- **Task to carry out**
Your answer is every line of the material below in which the string "Value" occurs.

- **Stored data**
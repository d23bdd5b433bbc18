#![allow(dead_code)]

use std::sync::{Arc, Mutex};

use serde_json::{json, Value};

use hmp_core::controller::{Controller, ControllerError, DebugEntry, NetconfNode};
use hmp_core::discovery::{Namespace, Unit};
use hmp_core::model::{ExecutionResult, Metric, ResultType, TestNote};
use hmp_core::testcase::{CaseContext, CaseError, TestCase, TestCaseBase, TestCaseType, Verdict};

pub const MOCK_BASE_URL: &str = "https://odl.test";
/// Description of the diagnostic metric fixtures record on error.
pub const FIXTURE_ERROR_DESCRIPTION: &str = "Fixture failed";
pub const FAULT_MESSAGE: &str = "scripted fault";
pub const FAULTY_SUITE: &str = "Faulty";

/// Scripted reply for URLs ending with a given suffix.
#[derive(Debug, Clone)]
pub enum Reply {
    Json(u16, Value),
    Status(u16),
    Timeout,
}

/// In-memory controller. PUT bodies are served back by later GETs of the
/// same URL.
pub struct MockController {
    initial: Vec<NetconfNode>,
    current: Vec<NetconfNode>,
    tls_nodes: Vec<String>,
    replies: Vec<(String, Reply)>,
    put_status: u16,
    topology_timeout: bool,
    notifications: Option<Vec<Value>>,
    stored: Mutex<Vec<(String, Value)>>,
    requests: Mutex<Vec<DebugEntry>>,
}

impl MockController {
    pub fn new() -> Self {
        Self {
            initial: Vec::new(),
            current: Vec::new(),
            tls_nodes: Vec::new(),
            replies: Vec::new(),
            put_status: 204,
            topology_timeout: false,
            notifications: None,
            stored: Mutex::new(Vec::new()),
            requests: Mutex::new(Vec::new()),
        }
    }

    pub fn with_initial(mut self, nodes: Vec<NetconfNode>) -> Self {
        self.initial = nodes;
        self
    }

    pub fn with_current(mut self, nodes: Vec<NetconfNode>) -> Self {
        self.current = nodes;
        self
    }

    pub fn with_tls(mut self, node_id: &str) -> Self {
        self.tls_nodes.push(node_id.to_string());
        self
    }

    /// First matching suffix wins.
    pub fn reply(mut self, url_suffix: &str, reply: Reply) -> Self {
        self.replies.push((url_suffix.to_string(), reply));
        self
    }

    pub fn with_put_status(mut self, status: u16) -> Self {
        self.put_status = status;
        self
    }

    pub fn timing_out_topology(mut self) -> Self {
        self.topology_timeout = true;
        self
    }

    /// Relay `notifications` as received config-change notifications.
    pub fn with_notifications(mut self, notifications: Vec<Value>) -> Self {
        self.notifications = Some(notifications);
        self
    }

    pub fn into_arc(self) -> Arc<dyn Controller> {
        Arc::new(self)
    }

    fn record(&self, method: &str, url: &str, status: Option<u16>) {
        self.requests.lock().unwrap().push(DebugEntry {
            timestamp: chrono::Utc::now(),
            method: method.to_string(),
            url: url.to_string(),
            headers: Vec::new(),
            status_code: status,
            response_body: None,
            error: None,
        });
    }
}

impl Controller for MockController {
    fn base_url(&self) -> &str {
        MOCK_BASE_URL
    }

    fn fetch(&self, url: &str) -> Result<(u16, Value), ControllerError> {
        if let Some((_, body)) = self.stored.lock().unwrap().iter().find(|(u, _)| u == url) {
            self.record("GET", url, Some(200));
            return Ok((200, body.clone()));
        }

        let reply = self
            .replies
            .iter()
            .find(|(suffix, _)| url.ends_with(suffix.as_str()))
            .map(|(_, reply)| reply.clone())
            .unwrap_or(Reply::Status(404));

        match reply {
            Reply::Json(status, body) => {
                self.record("GET", url, Some(status));
                Ok((status, body))
            }
            Reply::Status(409) => {
                self.record("GET", url, Some(409));
                Ok((409, json!({})))
            }
            Reply::Status(status) if status >= 400 => {
                self.record("GET", url, Some(status));
                Err(ControllerError::Http {
                    url: url.to_string(),
                    status,
                })
            }
            Reply::Status(status) => {
                self.record("GET", url, Some(status));
                Ok((status, json!({})))
            }
            Reply::Timeout => {
                self.record("GET", url, None);
                Err(ControllerError::Timeout {
                    url: url.to_string(),
                    seconds: 10,
                })
            }
        }
    }

    fn put(&self, url: &str, body: &Value) -> Result<(u16, Value), ControllerError> {
        self.record("PUT", url, Some(self.put_status));
        if matches!(self.put_status, 200 | 204) {
            let mut stored = self.stored.lock().unwrap();
            stored.push((url.to_string(), body.clone()));
        }
        Ok((self.put_status, json!({})))
    }

    fn initial_connections(&self) -> &[NetconfNode] {
        &self.initial
    }

    fn netconf_connections(&self) -> Result<Vec<NetconfNode>, ControllerError> {
        if self.topology_timeout {
            return Err(ControllerError::Timeout {
                url: self.topology_url(),
                seconds: 10,
            });
        }
        Ok(self.current.clone())
    }

    fn is_tls_ipv4(&self, node_id: &str) -> Result<bool, ControllerError> {
        Ok(self.tls_nodes.iter().any(|id| id == node_id))
    }

    fn debug_log(&self) -> Vec<DebugEntry> {
        self.requests.lock().unwrap().clone()
    }

    fn config_change_notifications(
        &self,
        _mountpoint: &str,
    ) -> Result<Option<Vec<Value>>, ControllerError> {
        Ok(self.notifications.clone())
    }
}

pub fn node(id: &str, status: &str, capabilities: &[&str]) -> NetconfNode {
    NetconfNode {
        node_id: id.to_string(),
        connection_status: status.to_string(),
        host: Some("10.20.30.40".to_string()),
        port: Some(4335),
        available_capabilities: capabilities.iter().map(|c| c.to_string()).collect(),
    }
}

fn conclude_with(base: &mut TestCaseBase, result: ResultType) -> ExecutionResult {
    base.begin(TestNote::new("Fixture", "Scripted outcome"));
    let metric = Metric::new("Scripted check", result).measure_text("Outcome", result.to_string());
    let verdict = Verdict::new(result, vec![metric]);
    base.conclude(Ok(verdict), FIXTURE_ERROR_DESCRIPTION)
}

/// Declare a test case whose run returns a fixed result.
macro_rules! scripted_case {
    ($ty:ident, $id:expr, $name:literal, $result:expr, [$($category:expr),*], $suite:expr) => {
        pub struct $ty {
            base: TestCaseBase,
        }

        impl TestCaseType for $ty {
            const ID: Option<&'static str> = $id;
            const NAME: &'static str = $name;
            const DESCRIPTION: &'static str = concat!("Scripted case ", $name);
            const CATEGORIES: &'static [&'static str] = &[$($category),*];
            const SUITE: &'static str = $suite;

            fn create(ctx: CaseContext) -> Self {
                Self {
                    base: TestCaseBase::new(ctx),
                }
            }
        }

        impl TestCase for $ty {
            fn id(&self) -> &str {
                self.base.id()
            }

            fn run(&mut self) -> ExecutionResult {
                conclude_with(&mut self.base, $result)
            }
        }
    };
}

scripted_case!(
    CaseA,
    Some("A"),
    "Case A",
    ResultType::Pass,
    ["alpha", "shared"],
    "S"
);
scripted_case!(
    CaseB,
    Some("B"),
    "Case B",
    ResultType::Fail,
    ["shared"],
    "S"
);
scripted_case!(CaseC, Some("C"), "Case C", ResultType::Pass, [], "S");
scripted_case!(
    FirstOfFour,
    Some("004"),
    "First of four",
    ResultType::Pass,
    ["dotted"],
    "Dotted"
);
scripted_case!(
    SecondOfFour,
    Some("004.2"),
    "Second of four",
    ResultType::Pass,
    ["dotted"],
    "Dotted"
);
scripted_case!(
    Other,
    Some("201"),
    "Other suite",
    ResultType::Pass,
    ["shared"],
    "T"
);
scripted_case!(
    ReplacementA,
    Some("A"),
    "Replacement A",
    ResultType::Fail,
    [],
    "S"
);
scripted_case!(UnitNamed, None, "Id from unit", ResultType::Pass, [], "");
scripted_case!(Nameless, Some("777"), "", ResultType::Pass, [], "S");

/// Declare a test case whose body fails with `$error`.
macro_rules! faulty_case {
    ($ty:ident, $id:literal, $error:expr) => {
        pub struct $ty {
            base: TestCaseBase,
        }

        impl TestCaseType for $ty {
            const ID: Option<&'static str> = Some($id);
            const NAME: &'static str = concat!("Faulty ", $id);
            const DESCRIPTION: &'static str = "Body returns an error";
            const SUITE: &'static str = FAULTY_SUITE;

            fn create(ctx: CaseContext) -> Self {
                Self {
                    base: TestCaseBase::new(ctx),
                }
            }
        }

        impl TestCase for $ty {
            fn id(&self) -> &str {
                self.base.id()
            }

            fn run(&mut self) -> ExecutionResult {
                self.base.begin(TestNote::new("Fixture", "Scripted fault"));
                self.base.conclude(Err($error), FIXTURE_ERROR_DESCRIPTION)
            }
        }
    };
}

faulty_case!(
    TimingOut,
    "901",
    CaseError::from(ControllerError::Timeout {
        url: format!("{MOCK_BASE_URL}/slow"),
        seconds: 10,
    })
);
faulty_case!(
    Erroring,
    "902",
    CaseError::Unexpected(FAULT_MESSAGE.to_string())
);

/// Violates the run contract by panicking.
pub struct Panicking {
    base: TestCaseBase,
}

pub const PANIC_MESSAGE: &str = "fixture panicked";

impl TestCaseType for Panicking {
    const ID: Option<&'static str> = Some("P");
    const NAME: &'static str = "Panicking case";
    const DESCRIPTION: &'static str = "Panics instead of returning a result";
    const SUITE: &'static str = "Broken";

    fn create(ctx: CaseContext) -> Self {
        Self {
            base: TestCaseBase::new(ctx),
        }
    }
}

impl TestCase for Panicking {
    fn id(&self) -> &str {
        self.base.id()
    }

    fn run(&mut self) -> ExecutionResult {
        panic!("{}", PANIC_MESSAGE);
    }
}

/// Suite "S" with A, B, C in that order.
pub fn suite_s_namespace() -> Namespace {
    Namespace::new("fixtures")
        .with_unit(Unit::single::<CaseA>("tc_hmp_a"))
        .with_unit(Unit::single::<CaseB>("tc_hmp_b"))
        .with_unit(Unit::single::<CaseC>("tc_hmp_c"))
}

/// Suite "Faulty": 901 times out, 902 fails with [`FAULT_MESSAGE`].
pub fn faulty_namespace() -> Namespace {
    Namespace::new("faulty")
        .with_unit(Unit::single::<TimingOut>("tc_hmp_901"))
        .with_unit(Unit::single::<Erroring>("tc_hmp_902"))
}

/// Every well-formed fixture across suites "S", "Dotted" and "T".
pub fn mixed_namespace() -> Namespace {
    suite_s_namespace()
        .with_namespace(
            Namespace::new("dotted")
                .with_unit(Unit::single::<FirstOfFour>("tc_hmp_004"))
                .with_unit(Unit::single::<SecondOfFour>("tc_hmp_004_2")),
        )
        .with_unit(Unit::single::<Other>("tc_hmp_201"))
}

- **Your response**
use serde_json::{json, Value};
    Json(u16, Value),
    notifications: Option<Vec<Value>>,
    stored: Mutex<Vec<(String, Value)>>,
    pub fn with_notifications(mut self, notifications: Vec<Value>) -> Self {
    fn fetch(&self, url: &str) -> Result<(u16, Value), ControllerError> {
    fn put(&self, url: &str, body: &Value) -> Result<(u16, Value), ControllerError> {
    ) -> Result<Option<Vec<Value>>, ControllerError> {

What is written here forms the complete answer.